Un conflit qui dégénère

Tout a débuté avec un conflit entre une élève de l’école Calixa-Lavallée et un autre adolescent, selon Gary. « La fille n’a pas aimé comment le gars lui a parlé. Il l’a prise par le collet. »

Quelques heures plus tard, un groupe de jeunes a suivi un adolescent qui connaît la jeune fille et fréquente le même établissement. Ils avaient d’abord prévu de s’en prendre à lui, selon ce que la victime a appris d’autres élèves. « C’est tout ce que je sais, car je ne les connais pas. »

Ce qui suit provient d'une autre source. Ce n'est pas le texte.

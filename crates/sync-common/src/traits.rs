//! Capability traits at the seams of the sync engine
//!
//! Production implementations bind to the Keycloak admin API and the host
//! LMS data store; tests satisfy the same traits with in-memory maps.

use crate::error::SyncResult;
use crate::job::{JobLogEntry, SyncJob, SyncPhase, SyncStats};
use crate::types::{
    flatten_groups, Enrolment, EnrolRole, IdpGroup, IdpUser, LmsCategory, LmsCourse,
    LmsCoursePatch, LmsUser, LmsUserPatch, NewLmsCourse, NewLmsUser,
};
use async_trait::async_trait;
use chrono::{DateTime, Utc};

/// Read/write access to the identity provider's roster.
///
/// Pagination contract: `list_users` and `list_group_members` return exactly
/// `max` items while more exist; a short page terminates the drain loop.
#[async_trait]
pub trait IdentityProvider: Send + Sync {
    /// One page of full (non-brief) user records
    async fn list_users(&self, first: usize, max: usize) -> SyncResult<Vec<IdpUser>>;

    /// Total number of users, for progress reporting
    async fn count_users(&self) -> SyncResult<usize>;

    /// The full nested group tree
    async fn get_group_tree(&self) -> SyncResult<Vec<IdpGroup>>;

    /// Every group in pre-order with `sub_groups` stripped
    async fn list_groups_flat(&self) -> SyncResult<Vec<IdpGroup>> {
        Ok(flatten_groups(self.get_group_tree().await?))
    }

    /// One page of a group's members
    async fn list_group_members(
        &self,
        group_id: &str,
        first: usize,
        max: usize,
    ) -> SyncResult<Vec<IdpUser>>;

    async fn add_user_to_group(&self, user_id: &str, group_id: &str) -> SyncResult<()>;

    async fn remove_user_from_group(&self, user_id: &str, group_id: &str) -> SyncResult<()>;

    /// Create a user; returns the provider-assigned id
    async fn create_user(&self, user: &IdpUser) -> SyncResult<String>;

    async fn update_user(&self, user: &IdpUser) -> SyncResult<()>;
}

/// LMS user table access
#[async_trait]
pub trait UserStore: Send + Sync {
    /// All non-deleted users
    async fn list_active_users(&self) -> SyncResult<Vec<LmsUser>>;

    /// Create a user; returns the new LMS id
    async fn create_user(&self, user: &NewLmsUser) -> SyncResult<i64>;

    async fn update_user(&self, id: i64, patch: &LmsUserPatch) -> SyncResult<()>;

    async fn suspend_user(&self, id: i64) -> SyncResult<()>;

    /// Grant the system-level `coursecreator` role. Idempotent; returns
    /// whether the role was newly assigned.
    async fn assign_course_creator(&self, user_id: i64) -> SyncResult<bool>;
}

/// LMS course table access
#[async_trait]
pub trait CourseStore: Send + Sync {
    async fn find_by_idnumber(&self, idnumber: &str) -> SyncResult<Option<LmsCourse>>;

    async fn find_by_shortname(&self, shortname: &str) -> SyncResult<Option<LmsCourse>>;

    /// Create a course; returns the new LMS id
    async fn create_course(&self, course: &NewLmsCourse) -> SyncResult<i64>;

    async fn update_course(&self, id: i64, patch: &LmsCoursePatch) -> SyncResult<()>;

    /// All courses whose idnumber starts with one of the given prefixes
    async fn list_courses_with_prefix(&self, prefixes: &[String]) -> SyncResult<Vec<LmsCourse>>;
}

/// LMS category tree access. Creation only; the engine never moves or
/// deletes categories.
#[async_trait]
pub trait CategoryStore: Send + Sync {
    async fn list_categories(&self) -> SyncResult<Vec<LmsCategory>>;

    async fn find_child(&self, name: &str, parent_id: i64) -> SyncResult<Option<LmsCategory>>;

    /// Create a child category; returns the new id
    async fn create_category(&self, name: &str, parent_id: i64) -> SyncResult<i64>;
}

/// Manual-enrolment access, including the role-assignment side
#[async_trait]
pub trait EnrolmentStore: Send + Sync {
    /// Existing manual enrolments with their assigned role for one course
    async fn list_manual_enrolments(&self, course_id: i64) -> SyncResult<Vec<Enrolment>>;

    /// Ensure a manual enrol instance exists on the course; returns its id
    async fn ensure_manual_instance(&self, course_id: i64) -> SyncResult<i64>;

    async fn enrol(&self, course_id: i64, user_id: i64, role: EnrolRole) -> SyncResult<()>;

    /// Swap the assigned role in the course context. The enrolment row is
    /// preserved so timestamps like `timestart` are unaffected.
    async fn change_role(
        &self,
        course_id: i64,
        user_id: i64,
        old: EnrolRole,
        new: EnrolRole,
    ) -> SyncResult<()>;

    /// Remove the user via every matching manual instance
    async fn unenrol(&self, course_id: i64, user_id: i64) -> SyncResult<()>;
}

/// Durable job-row storage shared between the engine (single writer) and
/// status endpoints (snapshot readers)
#[async_trait]
pub trait JobStore: Send + Sync {
    async fn insert(&self, job: &SyncJob) -> SyncResult<()>;

    /// Replace the stored row with the given snapshot
    async fn update(&self, job: &SyncJob) -> SyncResult<()>;

    async fn get(&self, sync_id: &str) -> SyncResult<Option<SyncJob>>;

    /// The actor's most recent non-terminal job, if any
    async fn ongoing_for_actor(&self, actor_id: i64) -> SyncResult<Option<SyncJob>>;

    /// Any non-terminal job created at or after `since`
    async fn any_nonterminal_since(&self, since: DateTime<Utc>) -> SyncResult<Option<SyncJob>>;

    /// The actor's most recently created job regardless of status
    async fn latest_for_actor(&self, actor_id: i64) -> SyncResult<Option<SyncJob>>;
}

/// One progress publication from the engine
#[derive(Debug, Clone)]
pub struct ProgressUpdate {
    pub phase: SyncPhase,
    /// Overall progress in `[0, 100]`
    pub progress: u8,
    pub message: String,
    pub stats: SyncStats,
    pub processed: u64,
    pub total: u64,
}

/// Receives progress from the engine and answers cancellation checks.
///
/// Updates arrive strictly in phase order, and within a phase in
/// item-processing order.
#[async_trait]
pub trait ProgressSink: Send + Sync {
    async fn publish(&self, update: ProgressUpdate) -> SyncResult<()>;

    /// Append an entry to the job's log tail
    async fn log(&self, entry: JobLogEntry) -> SyncResult<()>;

    /// Record a structured per-item failure
    async fn record_error(&self, detail: crate::job::ErrorDetail) -> SyncResult<()>;

    /// Polled by the engine between phases
    async fn is_cancelled(&self) -> bool {
        false
    }
}

/// A sink that drops everything; used by previews and tests
#[derive(Debug, Default, Clone, Copy)]
pub struct NullProgress;

#[async_trait]
impl ProgressSink for NullProgress {
    async fn publish(&self, _update: ProgressUpdate) -> SyncResult<()> {
        Ok(())
    }

    async fn log(&self, _entry: JobLogEntry) -> SyncResult<()> {
        Ok(())
    }

    async fn record_error(&self, _detail: crate::job::ErrorDetail) -> SyncResult<()> {
        Ok(())
    }
}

Le groupe d’assaillants s’est présenté aux abords de l’école. Gary s’est approché par curiosité. Certains étaient armés de couteau, d’autres tenaient des marteaux, décrit le jeune blessé. Plusieurs personnes ont tenté de prendre part à la bataille pour protéger le jeune ciblé.

« Ils m’ont vu courir. Ils devaient penser que j’étais avec le gars », décrit l’adolescent. Il a ensuite glissé par terre. Au sol, il a reçu un coup à la tête, puis un autre au haut du corps. Ce n’est qu’une vingtaine de minutes plus tard qu’il a ressenti une douleur lancinante, alors que son manteau s’imbibait de sang.

Du personnel de l’école s’est occupé de lui à l’intérieur de l’établissement.

Il appréhende d’ailleurs son retour en classe. « Tant qu’ils ne sont pas arrêtés, ils peuvent me trouver et s’en prendre à moi. » Même son frère a pris congé des cours à la suite de l’évènement, dit en soupirant la mère de Gary en essuyant ses larmes.

« Ce n’est vraiment pas facile. Il faut plus de sécurité. Ça ne se peut pas d’être attaqué à l’école. »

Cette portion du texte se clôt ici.